**WHAT THIS TASK INVOLVES:**
Every line from the top of the material through the line holding "pub const APP_DIR_NAME: &str" should be copied exactly, and only those lines.

━━━ AVAILABLE DATA

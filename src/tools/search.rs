use std::{
    path::{Path, PathBuf},
    process::Command,
};

use crate::config::PipelineConfig;
use crate::logging::UnitLog;

use super::{ACCELERATOR_ENV, SearchTool, ToolError, process};

/// Invokes the search executable:
/// `<binary> <input> <database> <work_dir> --mmseqs <db_tool> --threads <n>`.
#[derive(Debug, Clone, PartialEq, Eq)]
pub struct SearchCommand {
    pub binary: PathBuf,
    pub db_tool_binary: PathBuf,
    pub database: PathBuf,
    pub threads: u32,
    pub gpu_id: u32,
}

impl SearchCommand {
    pub fn from_config(config: &PipelineConfig) -> Self {
        Self {
            binary: config.search.binary.clone(),
            db_tool_binary: config.search.db_tool_binary.clone(),
            database: config.search.database.clone(),
            threads: config.search.threads,
            gpu_id: config.gpu_id,
        }
    }

    pub fn command(&self, input: &Path, work_dir: &Path) -> Command {
        let mut command = Command::new(&self.binary);
        command
            .arg(input)
            .arg(&self.database)
            .arg(work_dir)
            .arg("--mmseqs")
            .arg(&self.db_tool_binary)
            .arg("--threads")
            .arg(self.threads.to_string())
            .env(ACCELERATOR_ENV, self.gpu_id.to_string());
        command
    }
}

impl SearchTool for SearchCommand {
    fn search(&self, input: &Path, work_dir: &Path, log: &mut UnitLog) -> Result<(), ToolError> {
        process::run_logged(self.command(input, work_dir), "search", log)
    }
}
#![allow(dead_code)]

pub mod fake_tools;
pub mod fixtures;
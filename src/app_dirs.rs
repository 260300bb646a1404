//! Application directory helpers anchored to a single `.foldrun` folder.
//!
//! The default config file and run logs live here. The base defaults to the OS
//! config directory and can be overridden with `FOLDRUN_CONFIG_HOME` for
//! cluster setups where home directories are not writable from compute nodes.

use std::path::{Path, PathBuf};

use directories::BaseDirs;
use thiserror::Error;

/// Name of the application directory that lives under the OS config root.
pub const APP_DIR_NAME: &str = ".foldrun";
/// Environment variable overriding the config base directory.
pub const CONFIG_HOME_ENV: &str = "FOLDRUN_CONFIG_HOME";

const LOGS_DIR_NAME: &str = "logs";

/// Errors that can occur while resolving or preparing application directories.
#[derive(Debug, Error)]
pub enum AppDirError {
    /// No suitable base config directory could be resolved.
    #[error("No suitable base config directory available for application files")]
    NoBaseDir,
    /// Failed to create the application directory.
    #[error("Failed to create application directory at {path}: {source}")]
    CreateDir {
        path: PathBuf,
        source: std::io::Error,
    },
}

/// Return the run logs directory inside the `.foldrun` root, creating it if needed.
pub fn logs_dir() -> Result<PathBuf, AppDirError> {
    let base = config_base_dir().ok_or(AppDirError::NoBaseDir)?;
    let path = logs_dir_in(&base);
    std::fs::create_dir_all(&path).map_err(|source| AppDirError::CreateDir {
        path: path.clone(),
        source,
    })?;
    Ok(path)
}

/// Path of the default config file, without creating anything.
pub fn default_config_path() -> Option<PathBuf> {
    config_base_dir().map(|base| config_path_in(&base))
}

fn logs_dir_in(base: &Path) -> PathBuf {
    base.join(APP_DIR_NAME).join(LOGS_DIR_NAME)
}

fn config_path_in(base: &Path) -> PathBuf {
    base.join(APP_DIR_NAME)
        .join(crate::config::CONFIG_FILE_NAME)
}

/// `FOLDRUN_CONFIG_HOME` when set and non-empty, else the OS config dir.
fn config_base_dir() -> Option<PathBuf> {
    base_dir_from(std::env::var_os(CONFIG_HOME_ENV).map(PathBuf::from))
}

fn base_dir_from(env_override: Option<PathBuf>) -> Option<PathBuf> {
    env_override
        .filter(|path| !path.as_os_str().is_empty())
        .or_else(|| BaseDirs::new().map(|dirs| dirs.config_dir().to_path_buf()))
}
//! In-memory implementation of Store for testing and development

use crate::entities::{Customer, Invoice, InvoiceStatus};
use crate::storage::Store;
use anyhow::{Result, anyhow};
use async_trait::async_trait;
use std::collections::HashMap;
use std::sync::{Arc, RwLock};
use uuid::Uuid;

/// In-memory store implementation
///
/// Useful for testing and development. Uses RwLock for thread-safe access.
#[derive(Clone, Default)]
pub struct InMemoryStore {
    invoices: Arc<RwLock<HashMap<Uuid, Invoice>>>,
    customers: Arc<RwLock<HashMap<Uuid, Customer>>>,
}

impl InMemoryStore {
    pub fn new() -> Self {
        Self::default()
    }
}

#[async_trait]
impl Store for InMemoryStore {
    async fn insert_invoice(&self, invoice: Invoice) -> Result<Invoice> {
        let mut invoices = self
            .invoices
            .write()
            .map_err(|e| anyhow!("Failed to acquire write lock: {}", e))?;

        invoices.insert(invoice.id, invoice.clone());

        Ok(invoice)
    }

    async fn update_invoice(
        &self,
        id: &Uuid,
        customer_id: &Uuid,
        amount: i64,
        status: InvoiceStatus,
    ) -> Result<()> {
        let mut invoices = self
            .invoices
            .write()
            .map_err(|e| anyhow!("Failed to acquire write lock: {}", e))?;

        let invoice = invoices
            .get_mut(id)
            .ok_or_else(|| anyhow!("Invoice {} not found", id))?;

        invoice.customer_id = *customer_id;
        invoice.amount = amount;
        invoice.status = status;

        Ok(())
    }

    async fn delete_invoice(&self, id: &Uuid) -> Result<()> {
        let mut invoices = self
            .invoices
            .write()
            .map_err(|e| anyhow!("Failed to acquire write lock: {}", e))?;

        invoices.remove(id);

        Ok(())
    }

    async fn get_invoice(&self, id: &Uuid) -> Result<Option<Invoice>> {
        let invoices = self
            .invoices
            .read()
            .map_err(|e| anyhow!("Failed to acquire read lock: {}", e))?;

        Ok(invoices.get(id).cloned())
    }

    async fn list_invoices(&self) -> Result<Vec<Invoice>> {
        let invoices = self
            .invoices
            .read()
            .map_err(|e| anyhow!("Failed to acquire read lock: {}", e))?;

        Ok(invoices.values().cloned().collect())
    }

    async fn insert_customer(&self, customer: Customer) -> Result<Customer> {
        let mut customers = self
            .customers
            .write()
            .map_err(|e| anyhow!("Failed to acquire write lock: {}", e))?;

        customers.insert(customer.id, customer.clone());

        Ok(customer)
    }

    async fn update_customer(&self, id: &Uuid, name: &str, email: &str) -> Result<()> {
        let mut customers = self
            .customers
            .write()
            .map_err(|e| anyhow!("Failed to acquire write lock: {}", e))?;

        let customer = customers
            .get_mut(id)
            .ok_or_else(|| anyhow!("Customer {} not found", id))?;

        customer.name = name.to_string();
        customer.email = email.to_string();

        Ok(())
    }

    async fn delete_customer(&self, id: &Uuid) -> Result<()> {
        let mut customers = self
            .customers
            .write()
            .map_err(|e| anyhow!("Failed to acquire write lock: {}", e))?;

        customers.remove(id);

        Ok(())
    }

    async fn get_customer(&self, id: &Uuid) -> Result<Option<Customer>> {
        let customers = self
            .customers
            .read()
            .map_err(|e| anyhow!("Failed to acquire read lock: {}", e))?;

        Ok(customers.get(id).cloned())
    }

    async fn list_customers(&self) -> Result<Vec<Customer>> {
        let customers = self
            .customers
            .read()
            .map_err(|e| anyhow!("Failed to acquire read lock: {}", e))?;

        Ok(customers.values().cloned().collect())
    }

    async fn email_taken(&self, email: &str, exclude: Option<&Uuid>) -> Result<bool> {
        let customers = self
            .customers
            .read()
            .map_err(|e| anyhow!("Failed to acquire read lock: {}", e))?;

        Ok(customers
            .values()
            .any(|c| c.email == email && exclude.is_none_or(|id| c.id != *id)))
    }

    async fn customer_has_invoices(&self, customer_id: &Uuid) -> Result<bool> {
        let invoices = self
            .invoices
            .read()
            .map_err(|e| anyhow!("Failed to acquire read lock: {}", e))?;

        Ok(invoices.values().any(|i| i.customer_id == *customer_id))
    }
}

#[cfg(test)]
mod tests {
    use super::*;

    fn sample_customer(email: &str) -> Customer {
        Customer::new("Acme", email, None)
    }

    #[tokio::test]
    async fn test_insert_and_get_invoice() {
        let store = InMemoryStore::new();
        let invoice = Invoice::new(Uuid::new_v4(), 4999, InvoiceStatus::Pending);

        let created = store.insert_invoice(invoice.clone()).await.unwrap();
        assert_eq!(created.id, invoice.id);

        let fetched = store.get_invoice(&invoice.id).await.unwrap();
        assert_eq!(fetched, Some(invoice));
    }

    #[tokio::test]
    async fn test_update_invoice_preserves_date() {
        let store = InMemoryStore::new();
        let invoice = Invoice::new(Uuid::new_v4(), 100, InvoiceStatus::Pending);
        let original_date = invoice.date;
        store.insert_invoice(invoice.clone()).await.unwrap();

        let new_customer = Uuid::new_v4();
        store
            .update_invoice(&invoice.id, &new_customer, 200, InvoiceStatus::Paid)
            .await
            .unwrap();

        let updated = store.get_invoice(&invoice.id).await.unwrap().unwrap();
        assert_eq!(updated.customer_id, new_customer);
        assert_eq!(updated.amount, 200);
        assert_eq!(updated.status, InvoiceStatus::Paid);
        assert_eq!(updated.date, original_date);
    }

    #[tokio::test]
    async fn test_update_missing_invoice_errors() {
        let store = InMemoryStore::new();
        let result = store
            .update_invoice(&Uuid::new_v4(), &Uuid::new_v4(), 100, InvoiceStatus::Paid)
            .await;
        assert!(result.is_err());
    }

    #[tokio::test]
    async fn test_update_missing_customer_errors() {
        let store = InMemoryStore::new();
        let result = store
            .update_customer(&Uuid::new_v4(), "Acme", "a@x.com")
            .await;
        assert!(result.is_err());
    }

    #[tokio::test]
    async fn test_delete_invoice() {
        let store = InMemoryStore::new();
        let invoice = Invoice::new(Uuid::new_v4(), 100, InvoiceStatus::Pending);
        store.insert_invoice(invoice.clone()).await.unwrap();

        store.delete_invoice(&invoice.id).await.unwrap();

        assert_eq!(store.get_invoice(&invoice.id).await.unwrap(), None);
    }

    #[tokio::test]
    async fn test_email_taken_excludes_own_id() {
        let store = InMemoryStore::new();
        let customer = sample_customer("a@x.com");
        store.insert_customer(customer.clone()).await.unwrap();

        // Same email on a different record counts as taken
        assert!(store.email_taken("a@x.com", None).await.unwrap());
        assert!(
            store
                .email_taken("a@x.com", Some(&Uuid::new_v4()))
                .await
                .unwrap()
        );

        // Same email on the record itself does not
        assert!(!store.email_taken("a@x.com", Some(&customer.id)).await.unwrap());
        assert!(!store.email_taken("b@x.com", None).await.unwrap());
    }

    #[tokio::test]
    async fn test_customer_has_invoices() {
        let store = InMemoryStore::new();
        let customer = sample_customer("a@x.com");
        store.insert_customer(customer.clone()).await.unwrap();

        assert!(!store.customer_has_invoices(&customer.id).await.unwrap());

        store
            .insert_invoice(Invoice::new(customer.id, 100, InvoiceStatus::Pending))
            .await
            .unwrap();

        assert!(store.customer_has_invoices(&customer.id).await.unwrap());
    }

    #[tokio::test]
    async fn test_update_customer() {
        let store = InMemoryStore::new();
        let customer = sample_customer("a@x.com");
        store.insert_customer(customer.clone()).await.unwrap();

        store
            .update_customer(&customer.id, "Acme Corp", "b@x.com")
            .await
            .unwrap();

        let updated = store.get_customer(&customer.id).await.unwrap().unwrap();
        assert_eq!(updated.name, "Acme Corp");
        assert_eq!(updated.email, "b@x.com");
        // image_url is not part of the update statement
        assert_eq!(updated.image_url, customer.image_url);
    }

    #[tokio::test]
    async fn test_list_customers() {
        let store = InMemoryStore::new();
        store.insert_customer(sample_customer("a@x.com")).await.unwrap();
        store.insert_customer(sample_customer("b@x.com")).await.unwrap();

        let customers = store.list_customers().await.unwrap();
        assert_eq!(customers.len(), 2);
    }
}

━━━━━━

**WORKED SOLUTION:**
filename src/tools/search.rs
use std::{
    path::{Path, PathBuf},
    process::Command,
};

use crate::config::PipelineConfig;
use crate::logging::UnitLog;

use super::{ACCELERATOR_ENV, SearchTool, ToolError, process};

/// Invokes the search executable:
/// `<binary> <input> <database> <work_dir> --mmseqs <db_tool> --threads <n>`.
#[derive(Debug, Clone, PartialEq, Eq)]
pub struct SearchCommand {
    pub binary: PathBuf,
    pub db_tool_binary: PathBuf,
    pub database: PathBuf,
    pub threads: u32,
    pub gpu_id: u32,
}

impl SearchCommand {
    pub fn from_config(config: &PipelineConfig) -> Self {
        Self {
            binary: config.search.binary.clone(),
            db_tool_binary: config.search.db_tool_binary.clone(),
            database: config.search.database.clone(),
            threads: config.search.threads,
            gpu_id: config.gpu_id,
        }
    }

    pub fn command(&self, input: &Path, work_dir: &Path) -> Command {
        let mut command = Command::new(&self.binary);
        command
            .arg(input)
            .arg(&self.database)
            .arg(work_dir)
            .arg("--mmseqs")
            .arg(&self.db_tool_binary)
            .arg("--threads")
            .arg(self.threads.to_string())
            .env(ACCELERATOR_ENV, self.gpu_id.to_string());
        command
    }
}

impl SearchTool for SearchCommand {
    fn search(&self, input: &Path, work_dir: &Path, log: &mut UnitLog) -> Result<(), ToolError> {
        process::run_logged(self.command(input, work_dir), "search", log)
    }
}
#![allow(dead_code)]

pub mod fake_tools;
pub mod fixtures;
filename src/app_dirs.rs
repository 260300bb646a1404
//! Application directory helpers anchored to a single `.foldrun` folder.
//!
//! The default config file and run logs live here. The base defaults to the OS
//! config directory and can be overridden with `FOLDRUN_CONFIG_HOME` for
//! cluster setups where home directories are not writable from compute nodes.

use std::path::{Path, PathBuf};

use directories::BaseDirs;
use thiserror::Error;

/// Name of the application directory that lives under the OS config root.
pub const APP_DIR_NAME: &str = ".foldrun";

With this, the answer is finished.